Pour restaurer la confiance, faut-il d’abord exprimer sa méfiance ? Le projet de loi de moralisation de la vie publique présenté ce mercredi en conseil des ministres offre un arsenal de mesures susceptibles d’éviter toute dérive chez les élus. Ce n’est pas le premier. Gageons que ce ne sera pas le dernier.
Au-delà du fait que le texte soit porté par un François Bayrou en difficulté là où il se voulait exemplaire, le corsetage des hommes et des femmes publics s’expose à l’éternelle course poursuite du gendarme et du voleur. Les règles risquent d’être contournées, entraînant d’autres mesures plus coercitives, elles-mêmes soumises à dévoiement. Surtout, ce cercle infini trahit une profonde méfiance à l’égard de ceux qui exercent un mandat politique.

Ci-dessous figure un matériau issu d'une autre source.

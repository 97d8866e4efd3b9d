//! # Core Protocol Components
//!
//! Low-level crypt packet handling: header codec, cipher primitive, and
//! the stateful stream codec.
//!
//! ## Components
//! - **Header**: the fixed 14-byte frame header carried before every
//!   ciphertext payload
//! - **Crypto**: the keyed, length-preserving cipher primitive and its
//!   three 16-bit sub-checksums plus combined checksum
//! - **Codec**: tokio codec that owns the rolling read/send keys, packet
//!   counters, and previous-packet checksums for one connection
//!
//! ## Wire Format
//! ```text
//! [Pf0(1)] [KeyRotDelta(1)] [PacketNum(2)] [DataSize(2)]
//! [PrevCheck(2)] [Check0(2)] [Check1(2)] [Check2(2)] [Payload(DataSize)]
//! ```
//!
//! ## Desync Recovery
//! A payload whose checksums disagree with its header is assumed to be a
//! cipher desynchronization: the codec retries decryption under every
//! override key byte `0..=254` before declaring the connection dead.

pub mod codec;
pub mod crypto;
pub mod header;
//! # Error Types
//!
//! Error handling for the crypt transport and stage layer.
//!
//! This module defines all error variants that can occur while driving an
//! encrypted client connection, from low-level I/O failures to checksum
//! desynchronization that survived brute-force recovery.
//!
//! ## Error Categories
//! - **I/O Errors**: socket read/write failures; always fatal to the connection
//! - **Framing Errors**: malformed crypt packet headers
//! - **Cryptographic Errors**: payload checksums disagreeing with the header
//! - **Dispatch Errors**: unknown or unimplemented message opcodes
//!
//! All errors implement `std::error::Error` for interoperability. None of
//! these are retried at this layer: the wire protocol has no
//! resynchronization primitive above the transport, so the owning worker
//! tears the connection down and removes the session from its stages.

use std::io;
use thiserror::Error;

/// Error message constants to reduce allocations in error paths.
/// Static strings are borrowed, avoiding heap allocations for common error cases.
pub mod constants {
    /// Framing errors
    pub const ERR_SHORT_HEADER: &str = "header is not exactly 14 bytes";

    /// Handshake errors
    pub const ERR_NULL_INIT: &str = "failed to read the 8-byte null init";

    /// Stage errors
    pub const ERR_STAGE_LOCKED: &str = "stage is locked";
    pub const ERR_STAGE_FULL: &str = "stage is at max players";
    pub const ERR_STAGE_PASSWORD: &str = "stage password does not match";
}

/// Primary error type for all transport and stage operations.
#[derive(Error, Debug)]
pub enum ProtocolError {
    #[error("I/O error: {0}")]
    Io(#[from] io::Error),

    #[error("Malformed crypt packet header: {0}")]
    MalformedHeader(&'static str),

    #[error("Decrypted data checksum doesn't match header")]
    ChecksumMismatch,

    #[error("Connection closed")]
    ConnectionClosed,

    #[error("Handshake failed: {0}")]
    HandshakeError(&'static str),

    #[error("Payload too large for crypt framing: {0} bytes")]
    OversizedPayload(usize),

    #[error("Opcode {0:#06x} is not implemented")]
    NotImplemented(u16),

    #[error("Malformed message body for opcode {opcode:#06x}: {reason}")]
    MalformedBody { opcode: u16, reason: &'static str },

    #[error("Stage error: {0}")]
    StageError(&'static str),

    #[error("Configuration error: {0}")]
    ConfigError(String),
}

/// Type alias for Results using ProtocolError
pub type Result<T> = std::result::Result<T, ProtocolError>;
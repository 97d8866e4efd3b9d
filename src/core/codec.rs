//! Stateful crypt codec for one connection.
//!
//! `CryptCodec` owns the rolling read/send keys, the sent-packet counter,
//! and the previous-packet checksums for a single client connection, and
//! implements `tokio_util`'s [`Decoder`]/[`Encoder`] so the connection can
//! be driven through a `Framed` stream.
//!
//! Key state is per-direction and is only ever touched by the codec
//! itself: the decode path mutates `read_key_rot`, the encode path
//! mutates `send_key_rot`. Splitting the framed connection into a single
//! reader and a single writer therefore needs no further locking around
//! the keys.
//!
//! A fresh codec always starts from the fixed key seed; there is no
//! reconnection or resume, a new connection restarts the rotation from
//! scratch on both ends.

use bytes::{BufMut, Bytes, BytesMut};
use std::sync::Arc;
use tokio_util::codec::{Decoder, Encoder};
use tracing::{debug, error, info, warn};

use crate::core::crypto;
use crate::core::header::{CryptHeader, CRYPT_HEADER_LEN};
use crate::error::ProtocolError;
use crate::utils::metrics::Metrics;

/// Initial rolling key value for both directions of a new connection.
pub const KEY_ROT_SEED: u32 = 995_117;

/// Fixed key-rotation delta stamped on every outgoing packet.
pub const SEND_KEY_ROT_DELTA: u8 = 3;

/// Highest override key byte tried during brute-force recovery, inclusive.
const OVERRIDE_KEY_MAX: u8 = 254;

/// Per-connection crypt state machine.
#[derive(Debug)]
pub struct CryptCodec {
    read_key_rot: u32,
    send_key_rot: u32,
    sent_packets: u32,
    prev_recv_combined_check: u16,
    prev_send_combined_check: u16,
    metrics: Option<Arc<Metrics>>,
}

impl CryptCodec {
    /// Create a codec with the documented seed state.
    pub fn new() -> Self {
        Self {
            read_key_rot: KEY_ROT_SEED,
            send_key_rot: KEY_ROT_SEED,
            sent_packets: 0,
            prev_recv_combined_check: 0,
            prev_send_combined_check: 0,
            metrics: None,
        }
    }

    /// Create a codec that reports desync events to `metrics`.
    pub fn with_metrics(metrics: Arc<Metrics>) -> Self {
        Self {
            metrics: Some(metrics),
            ..Self::new()
        }
    }

    /// Number of packets sent through this codec so far.
    pub fn sent_packets(&self) -> u32 {
        self.sent_packets
    }

    /// One step of the rolling-key recurrence.
    fn rotate(rot: u32, delta: u8) -> u32 {
        u32::from(delta).wrapping_mul(rot.wrapping_add(1))
    }
}

impl Default for CryptCodec {
    fn default() -> Self {
        Self::new()
    }
}

impl Decoder for CryptCodec {
    type Item = Bytes;
    type Error = ProtocolError;

    fn decode(&mut self, src: &mut BytesMut) -> Result<Option<Bytes>, ProtocolError> {
        if src.len() < CRYPT_HEADER_LEN {
            src.reserve(CRYPT_HEADER_LEN - src.len());
            return Ok(None);
        }

        // data_size sits at offset 4..6; peek it before committing to the frame.
        let data_size = usize::from(u16::from_be_bytes([src[4], src[5]]));
        let frame_len = CRYPT_HEADER_LEN + data_size;
        if src.len() < frame_len {
            src.reserve(frame_len - src.len());
            return Ok(None);
        }

        let header_bytes = src.split_to(CRYPT_HEADER_LEN);
        let header = CryptHeader::decode(&header_bytes)?;
        let body = src.split_to(data_size);

        // The new packet's delta governs its own decryption.
        if header.key_rot_delta != 0 {
            self.read_key_rot = Self::rotate(self.read_key_rot, header.key_rot_delta);
        }

        let (plain, checks) = crypto::decrypt(&body, self.read_key_rot, None);
        if header.matches(&checks) {
            if header.prev_packet_combined_check != self.prev_recv_combined_check {
                // Informational continuity token; the legacy read path never
                // rejects on it, so neither do we.
                debug!(
                    got = header.prev_packet_combined_check,
                    want = self.prev_recv_combined_check,
                    "previous-packet checksum discontinuity"
                );
            }
            self.prev_recv_combined_check = checks.combined;
            return Ok(Some(Bytes::from(plain)));
        }

        warn!(
            packet_num = header.packet_num,
            "crypto out of sync, attempting brute force"
        );
        if let Some(m) = &self.metrics {
            m.checksum_failures.fetch_add(1, std::sync::atomic::Ordering::Relaxed);
        }

        for key in 0..=OVERRIDE_KEY_MAX {
            let (plain, checks) = crypto::decrypt(&body, 0, Some(key));
            if header.matches(&checks) {
                info!(override_key = key, "brute force successful");
                if let Some(m) = &self.metrics {
                    m.bruteforce_recoveries
                        .fetch_add(1, std::sync::atomic::Ordering::Relaxed);
                }
                // The rolling key is left alone; the next packet's delta
                // has to walk the connection back into sync on its own.
                self.prev_recv_combined_check = checks.combined;
                return Ok(Some(Bytes::from(plain)));
            }
        }

        error!(
            header = %hex::encode(&header_bytes),
            body = %hex::encode(&body),
            "checksum mismatch after brute force, tearing connection down"
        );
        Err(ProtocolError::ChecksumMismatch)
    }
}

impl Encoder<Bytes> for CryptCodec {
    type Error = ProtocolError;

    fn encode(&mut self, item: Bytes, dst: &mut BytesMut) -> Result<(), ProtocolError> {
        if item.len() > usize::from(u16::MAX) {
            return Err(ProtocolError::OversizedPayload(item.len()));
        }

        self.send_key_rot = Self::rotate(self.send_key_rot, SEND_KEY_ROT_DELTA);
        let (cipher, checks) = crypto::encrypt(&item, self.send_key_rot, None);

        let header = CryptHeader {
            pf0: CryptHeader::pack_pf0(cipher.len()),
            key_rot_delta: SEND_KEY_ROT_DELTA,
            packet_num: self.sent_packets as u16,
            data_size: cipher.len() as u16,
            prev_packet_combined_check: self.prev_send_combined_check,
            check0: checks.check0,
            check1: checks.check1,
            check2: checks.check2,
        };

        dst.reserve(CRYPT_HEADER_LEN + cipher.len());
        dst.put_slice(&header.encode());
        dst.put_slice(&cipher);

        self.sent_packets = self.sent_packets.wrapping_add(1);
        self.prev_send_combined_check = checks.combined;
        Ok(())
    }
}

#[cfg(test)]
mod tests {
    use super::*;

    fn encode_one(codec: &mut CryptCodec, payload: &[u8]) -> BytesMut {
        let mut buf = BytesMut::new();
        codec
            .encode(Bytes::copy_from_slice(payload), &mut buf)
            .expect("encode");
        buf
    }

    #[test]
    fn encode_then_decode_round_trips() {
        let mut sender = CryptCodec::new();
        let mut receiver = CryptCodec::new();

        for payload in [&b"hello stage"[..], b"", b"\x00\x10", &[0xAB; 4096]] {
            let mut buf = encode_one(&mut sender, payload);
            let out = receiver.decode(&mut buf).expect("decode").expect("frame");
            assert_eq!(&out[..], payload);
            assert!(buf.is_empty());
        }
    }

    #[test]
    fn partial_frames_wait_for_more_bytes() {
        let mut sender = CryptCodec::new();
        let mut receiver = CryptCodec::new();

        let frame = encode_one(&mut sender, b"split delivery");
        let mut buf = BytesMut::new();

        for chunk in frame.chunks(5) {
            let before = receiver.decode(&mut buf).expect("decode");
            if buf.len() + chunk.len() < frame.len() {
                assert!(before.is_none());
            }
            buf.extend_from_slice(chunk);
        }

        let out = receiver.decode(&mut buf).expect("decode").expect("frame");
        assert_eq!(&out[..], b"split delivery");
    }

    #[test]
    fn packet_num_and_prev_check_advance_per_send() {
        let mut sender = CryptCodec::new();

        let first = encode_one(&mut sender, b"first");
        let h1 = CryptHeader::decode(&first[..CRYPT_HEADER_LEN]).expect("header");
        assert_eq!(h1.packet_num, 0);
        assert_eq!(h1.prev_packet_combined_check, 0);

        let second = encode_one(&mut sender, b"second");
        let h2 = CryptHeader::decode(&second[..CRYPT_HEADER_LEN]).expect("header");
        assert_eq!(h2.packet_num, 1);
        assert_ne!(h2.prev_packet_combined_check, 0);
        assert_eq!(sender.sent_packets(), 2);
    }

    #[test]
    fn corrupted_body_fails_after_brute_force() {
        let mut sender = CryptCodec::new();
        let mut receiver = CryptCodec::new();

        let mut frame = encode_one(&mut sender, b"soon to be garbage");
        let last = frame.len() - 1;
        frame[last] ^= 0xFF;

        let err = receiver.decode(&mut frame).expect_err("corrupt frame");
        assert!(matches!(err, ProtocolError::ChecksumMismatch));
    }

    #[test]
    fn desynchronized_override_frame_is_recovered() {
        // Build a frame whose body was ciphered under an override key, the
        // way a desynchronized peer would look to us.
        let payload = b"recover me";
        let (cipher, checks) = crypto::encrypt(payload, 0, Some(0x21));
        let header = CryptHeader {
            pf0: CryptHeader::pack_pf0(cipher.len()),
            key_rot_delta: 0,
            packet_num: 7,
            data_size: cipher.len() as u16,
            prev_packet_combined_check: 0,
            check0: checks.check0,
            check1: checks.check1,
            check2: checks.check2,
        };

        let mut buf = BytesMut::new();
        buf.put_slice(&header.encode());
        buf.put_slice(&cipher);

        let mut receiver = CryptCodec::new();
        let out = receiver.decode(&mut buf).expect("decode").expect("frame");
        assert_eq!(&out[..], payload);
    }

    #[test]
    fn key_evolution_is_deterministic() {
        let deltas = [3u8, 3, 0, 7, 1, 3, 0, 255];
        let walk = |mut rot: u32| {
            for &d in &deltas {
                if d != 0 {
                    rot = CryptCodec::rotate(rot, d);
                }
            }
            rot
        };
        assert_eq!(walk(KEY_ROT_SEED), walk(KEY_ROT_SEED));
        assert_ne!(walk(KEY_ROT_SEED), KEY_ROT_SEED);
    }

    #[test]
    fn oversized_payload_is_rejected() {
        let mut sender = CryptCodec::new();
        let mut buf = BytesMut::new();
        let too_big = Bytes::from(vec![0u8; usize::from(u16::MAX) + 1]);
        assert!(matches!(
            sender.encode(too_big, &mut buf),
            Err(ProtocolError::OversizedPayload(_))
        ));
        assert!(buf.is_empty());
    }
}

Les moralisateurs professionnels devraient s’interroger : plus il est question d’interdits et de transparence, plus les Français ressentent de la défiance à l’égard de leur classe politique. S’il y a des pompes à incendie partout, serait-ce que le feu couve ? Comme si l’existence de « liens d’intérêt » conduisait nécessairement à des « conflits d’intérêt ». Comme si dans un monde de réseaux, toute coexistence valait connivence. Comme si toute personne dotée d’une capacité d’agir perdait le gyroscope éthique qui guide ses choix.
La vraie confiance consiste à respecter la liberté des acteurs publics, quitte à renforcer les contrôles à posteriori. Concernant les élus, leur accorder un statut serait plus efficace que de les encager. Même si cela passe par une augmentation de leurs indemnités. Contrairement aux idées reçues, les responsables politiques ne sont pas assez payés au regard de leurs responsabilités et de l’énergie qu’ils y consacrent. D’où la tentation de chercher des compléments de revenus ou une paupérisation de la politique qui n’élève pas les débats. Le propos n’est pas dans l’air du temps, mais puisque le temps est au « vrai » changement, le gouvernement s’honorerait de le mettre au moins à l’étude.